Certo, soprattutto all’inizio. C’è la soggezione di entrare in casa d’altri, ci sono i rapporti con le famiglie che non sempre risultano semplici, il trovarsi soli fuori dall’ambiente consueto, il doversi spostare di continuo. Però man mano che fai questo lavoro ti accorgi che non sono veri difetti. Ognuna di queste dimensioni ti dà qualcosa di bello.

Cioè?
Prendiamo la diffidenza nell’entrare in casa d’altri. All’inizio è normale, per questo si comincia affiancando chi fa questo lavoro già da un po’, così si prende confidenza. E man mano che si esce dalla zona di comfort, si scopre che in realtà le persone che incontri non sono ostili, sono splendide! Sia quelle che assisti sia i loro familiari: tutti sanno che sei lì per aiutare, desiderano metterti a tuo agio… e ci riescono.

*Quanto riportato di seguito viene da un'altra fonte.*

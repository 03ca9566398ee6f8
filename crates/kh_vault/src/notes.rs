//! Notes vault: plaintext notes scoped to their owner.
//!
//! Notes carry no recoverable secret, so no cipher is involved; ownership
//! rules are identical to the other vaults.

use kh_store::models::{NewNote, NotePatch, NoteRow};
use kh_store::Store;
use serde::{Deserialize, Serialize};
use tracing::info;
use uuid::Uuid;

use crate::error::VaultError;

#[derive(Debug, Clone, Serialize, Deserialize)]
pub struct CreateNote {
    pub title: String,
    pub text: String,
}

#[derive(Debug, Clone, Default, Serialize, Deserialize)]
pub struct UpdateNote {
    pub title: Option<String>,
    pub text: Option<String>,
}

#[derive(Debug, Clone, PartialEq, Eq, Serialize, Deserialize)]
pub struct Note {
    pub id: String,
    pub user_id: String,
    pub title: String,
    pub text: String,
}

impl From<NoteRow> for Note {
    fn from(row: NoteRow) -> Self {
        Self {
            id: row.id,
            user_id: row.user_id,
            title: row.title,
            text: row.text,
        }
    }
}

#[derive(Clone)]
pub struct NotesVault {
    store: Store,
}

impl NotesVault {
    pub fn new(store: Store) -> Self {
        Self { store }
    }

    /// Create a note. The title pre-check gives a friendly Conflict; the
    /// UNIQUE(user_id, title) constraint settles any race.
    pub async fn create(&self, dto: &CreateNote, owner_id: &str) -> Result<Note, VaultError> {
        if self
            .store
            .find_note_by_title(&dto.title, owner_id)
            .await?
            .is_some()
        {
            return Err(VaultError::Conflict("note title already exists".into()));
        }
        let row = self
            .store
            .insert_note(NewNote {
                id: Uuid::new_v4().to_string(),
                user_id: owner_id.to_string(),
                title: dto.title.clone(),
                text: dto.text.clone(),
            })
            .await?;
        info!(note_id = %row.id, "note created");
        Ok(row.into())
    }

    pub async fn list_all(&self, owner_id: &str) -> Result<Vec<Note>, VaultError> {
        let rows = self.store.find_all_notes_by_owner(owner_id).await?;
        Ok(rows.into_iter().map(Note::from).collect())
    }

    pub async fn get_one(&self, id: &str, owner_id: &str) -> Result<Note, VaultError> {
        let row = self.owned(id, owner_id).await?;
        Ok(row.into())
    }

    pub async fn update(
        &self,
        id: &str,
        dto: &UpdateNote,
        owner_id: &str,
    ) -> Result<Note, VaultError> {
        self.owned(id, owner_id).await?;
        let patch = NotePatch {
            title: dto.title.clone(),
            text: dto.text.clone(),
        };
        let row = self.store.update_note_by_id(id, patch).await?;
        Ok(row.into())
    }

    pub async fn remove(&self, id: &str, owner_id: &str) -> Result<(), VaultError> {
        self.owned(id, owner_id).await?;
        self.store.delete_note_by_id(id).await?;
        Ok(())
    }

    /// Unconditional owner-scoped bulk delete. Reserved for account
    /// erasure; never exposed to end users directly.
    pub async fn delete_all_for_owner(&self, owner_id: &str) -> Result<u64, VaultError> {
        Ok(self.store.delete_notes_by_owner(owner_id).await?)
    }

    /// Fetch by id alone, then enforce ownership: absent is NotFound,
    /// present-but-foreign is Forbidden. The distinction is deliberate.
    async fn owned(&self, id: &str, owner_id: &str) -> Result<NoteRow, VaultError> {
        let Some(row) = self.store.find_note_by_id(id).await? else {
            return Err(VaultError::NotFound("note not found".into()));
        };
        if row.user_id != owner_id {
            return Err(VaultError::Forbidden(
                "this note does not belong to you".into(),
            ));
        }
        Ok(row)
    }
}
//! Sign-up, sign-in, and bearer authentication.

mod common;

use common::{signed_up, test_app, PASSWORD};
use kh_crypto::TokenKeys;
use kh_vault::session::SignUp;
use kh_vault::{VaultError, UNAUTHENTICATED_MSG};

#[tokio::test]
async fn sign_up_stores_hash_never_plaintext() {
    let t = test_app().await;

    let record = t
        .app
        .session
        .sign_up(&SignUp {
            name: "Ann".into(),
            email: "ann@x.com".into(),
            password: PASSWORD.into(),
        })
        .await
        .expect("sign up");
    assert_eq!(record.name, "Ann");
    assert_eq!(record.email, "ann@x.com");

    let row = t
        .store
        .find_user_by_email("ann@x.com")
        .await
        .expect("query user")
        .expect("user row exists");
    assert_ne!(row.password_hash, PASSWORD);
    assert!(row.password_hash.starts_with("$argon2id$"));
}

#[tokio::test]
async fn duplicate_email_is_a_conflict() {
    let t = test_app().await;
    signed_up(&t.app, "Ann", "ann@x.com").await;

    let err = t
        .app
        .session
        .sign_up(&SignUp {
            name: "Another Ann".into(),
            email: "ann@x.com".into(),
            password: PASSWORD.into(),
        })
        .await
        .expect_err("second sign-up must fail");
    assert!(matches!(err, VaultError::Conflict(_)));
}

#[tokio::test]
async fn sign_in_returns_a_working_token() {
    let t = test_app().await;
    let user = signed_up(&t.app, "Ann", "ann@x.com").await;

    let session = t
        .app
        .session
        .sign_in("ann@x.com", PASSWORD)
        .await
        .expect("sign in");
    let resolved = t
        .app
        .session
        .authenticate(&session.token)
        .await
        .expect("authenticate");
    assert_eq!(resolved, user);
}

#[tokio::test]
async fn sign_in_failures_are_indistinguishable() {
    let t = test_app().await;
    signed_up(&t.app, "Ann", "ann@x.com").await;

    let unknown = t
        .app
        .session
        .sign_in("nouser@x.com", "anything")
        .await
        .expect_err("unknown email must fail");
    let wrong = t
        .app
        .session
        .sign_in("ann@x.com", "wrongpassword")
        .await
        .expect_err("wrong password must fail");

    assert!(matches!(unknown, VaultError::Unauthenticated));
    assert!(matches!(wrong, VaultError::Unauthenticated));
    // Identical kind AND identical message text.
    assert_eq!(unknown.to_string(), wrong.to_string());
    assert_eq!(unknown.to_string(), UNAUTHENTICATED_MSG);
}

#[tokio::test]
async fn authenticate_rejects_bad_tokens() {
    let t = test_app().await;
    let user = signed_up(&t.app, "Ann", "ann@x.com").await;

    for bad in ["", "garbage", "a.b", "!!!.???"] {
        let err = t
            .app
            .session
            .authenticate(bad)
            .await
            .expect_err("bad token must fail");
        assert!(matches!(err, VaultError::Unauthenticated), "accepted {bad:?}");
    }

    // Token signed with a different secret never authenticates.
    let foreign = TokenKeys::new("some-other-secret")
        .unwrap()
        .issue(&user.id, &user.email)
        .unwrap();
    let err = t
        .app
        .session
        .authenticate(&foreign)
        .await
        .expect_err("foreign signature must fail");
    assert!(matches!(err, VaultError::Unauthenticated));
}
//! Stateless bearer tokens.
//!
//! Claims are JSON, signed with HMAC-SHA256 under a process-wide secret:
//!
//!   base64url(claims) "." base64url(tag)
//!
//! Tokens are self-contained; there is no revocation list, so the embedded
//! expiry is the only invalidation mechanism.

use std::sync::Arc;

use base64::engine::general_purpose::URL_SAFE_NO_PAD;
use base64::Engine as _;
use chrono::{Duration, Utc};
use hmac::{Hmac, Mac};
use serde::{Deserialize, Serialize};
use sha2::Sha256;
use zeroize::Zeroizing;

use crate::error::CryptoError;

type HmacSha256 = Hmac<Sha256>;

pub const ISSUER: &str = "keyhaven";
pub const AUDIENCE: &str = "users";

/// Token validity window: 7 days.
const VALIDITY_DAYS: i64 = 7;

#[derive(Debug, Clone, Serialize, Deserialize)]
pub struct Claims {
    /// Owning user id.
    pub sub: String,
    pub email: String,
    pub iss: String,
    pub aud: String,
    /// Issued-at, Unix seconds.
    pub iat: i64,
    /// Expiry, Unix seconds.
    pub exp: i64,
}

/// Issues and verifies bearer tokens.  Cheap to clone; the signing secret
/// is shared and zeroized when the last handle drops.
#[derive(Clone)]
pub struct TokenKeys {
    secret: Arc<Zeroizing<Vec<u8>>>,
}

impl TokenKeys {
    pub fn new(secret: &str) -> Result<Self, CryptoError> {
        if secret.is_empty() {
            return Err(CryptoError::InvalidKey("token secret is empty".into()));
        }
        Ok(Self {
            secret: Arc::new(Zeroizing::new(secret.as_bytes().to_vec())),
        })
    }

    /// Sign a claim set binding `user_id` and `email`, valid for 7 days.
    pub fn issue(&self, user_id: &str, email: &str) -> Result<String, CryptoError> {
        let now = Utc::now();
        let claims = Claims {
            sub: user_id.to_string(),
            email: email.to_string(),
            iss: ISSUER.to_string(),
            aud: AUDIENCE.to_string(),
            iat: now.timestamp(),
            exp: (now + Duration::days(VALIDITY_DAYS)).timestamp(),
        };
        self.encode(&claims)
    }

    /// Validate encoding, signature, issuer/audience, and expiry.
    pub fn verify(&self, token: &str) -> Result<Claims, CryptoError> {
        let (body, tag) = token.split_once('.').ok_or(CryptoError::TokenMalformed)?;
        let tag = URL_SAFE_NO_PAD
            .decode(tag)
            .map_err(|_| CryptoError::TokenMalformed)?;

        // Authenticate before parsing: verify_slice is constant-time.
        let mut mac = self.mac()?;
        mac.update(body.as_bytes());
        mac.verify_slice(&tag)
            .map_err(|_| CryptoError::TokenSignature)?;

        let body = URL_SAFE_NO_PAD
            .decode(body)
            .map_err(|_| CryptoError::TokenMalformed)?;
        let claims: Claims =
            serde_json::from_slice(&body).map_err(|_| CryptoError::TokenMalformed)?;

        if claims.iss != ISSUER || claims.aud != AUDIENCE {
            return Err(CryptoError::TokenAudience);
        }
        if claims.exp <= Utc::now().timestamp() {
            return Err(CryptoError::TokenExpired);
        }
        Ok(claims)
    }

    fn encode(&self, claims: &Claims) -> Result<String, CryptoError> {
        let body = URL_SAFE_NO_PAD.encode(serde_json::to_vec(claims)?);
        let mut mac = self.mac()?;
        mac.update(body.as_bytes());
        let tag = URL_SAFE_NO_PAD.encode(mac.finalize().into_bytes());
        Ok(format!("{body}.{tag}"))
    }

    fn mac(&self) -> Result<HmacSha256, CryptoError> {
        HmacSha256::new_from_slice(self.secret.as_slice())
            .map_err(|_| CryptoError::InvalidKey("HMAC key rejected".into()))
    }
}
//! User identity rows.

use crate::error::StoreError;
use crate::models::{NewUser, UserRow};
use crate::Store;

impl Store {
    /// Insert a user.  A duplicate email surfaces as
    /// [`StoreError::UniqueViolation`].
    pub async fn insert_user(&self, new: NewUser) -> Result<UserRow, StoreError> {
        sqlx::query("INSERT INTO users (id, name, email, password_hash) VALUES (?, ?, ?, ?)")
            .bind(&new.id)
            .bind(&new.name)
            .bind(&new.email)
            .bind(&new.password_hash)
            .execute(&self.pool)
            .await?;

        let row = sqlx::query_as::<_, UserRow>("SELECT * FROM users WHERE id = ?")
            .bind(&new.id)
            .fetch_one(&self.pool)
            .await?;
        Ok(row)
    }

    pub async fn find_user_by_id(&self, id: &str) -> Result<Option<UserRow>, StoreError> {
        let row = sqlx::query_as::<_, UserRow>("SELECT * FROM users WHERE id = ?")
            .bind(id)
            .fetch_optional(&self.pool)
            .await?;
        Ok(row)
    }

    pub async fn find_user_by_email(&self, email: &str) -> Result<Option<UserRow>, StoreError> {
        let row = sqlx::query_as::<_, UserRow>("SELECT * FROM users WHERE email = ?")
            .bind(email)
            .fetch_optional(&self.pool)
            .await?;
        Ok(row)
    }

    pub async fn delete_user_by_id(&self, id: &str) -> Result<(), StoreError> {
        sqlx::query("DELETE FROM users WHERE id = ?")
            .bind(id)
            .execute(&self.pool)
            .await?;
        Ok(())
    }
}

Con la pandemia questo aspetto è anche cresciuto; mentre altrove c’è tanto stress e si incontrano persone distanti e scontrose, nelle case si ritrova l’empatia, il senso di reciprocità e di vicinanza.

E per quanto riguarda l’organizzazione del lavoro?
All’inizio andare in giro da sola un po’ spaventa… ma poi diventa impagabile. Capisci come organizzarti e ti gestisci tu, nessuno ti soffia sul collo o ti mette ansia. Anche gli spostamenti in auto non sono un problema: sono brevi e ti consentono di staccare un po’, di liberare la mente. È rigenerante.

Ci racconti una tua giornata tipo?
Come tutte le operatrici dei servizi domiciliari della cooperativa Asscor, ho un cellulare di lavoro, su cui la nostra responsabile territoriale ci invia i turni. Così settimanalmente abbiamo tutti gli orari, con l’elenco degli utenti da raggiungere. Per esempio, stamattina io ho iniziato alle 7 e ho staccato alle 13. Lavoro part-time, mi occupo di 5 o 6 utenti al giorno.

Le mie colleghe col tempo pieno lavorano 38 ore, con due rientri pomeridiani, e seguono circa 7-8 utenti al giorno. Salvo imprevisti non ci sono mai sconvolgimenti, ci si riesce a organizzare sempre molto bene. Ovviamente segniamo i km che percorriamo e ci vengono rimborsati.

Per chi è adatto questo lavoro?
Il domiciliare è un’esperienza bellissima per chi ha curiosità, per chi ama sentire vicine le persone e ascoltare le loro storie. Chi desidera andare un po’ più a fondo ed emozionarsi lavorando nei domiciliari troverà un intero mondo. Darà conforto, compagnia, ascolto. E in ritorno riceverà anche più di ciò che dà. Almeno, per me è così.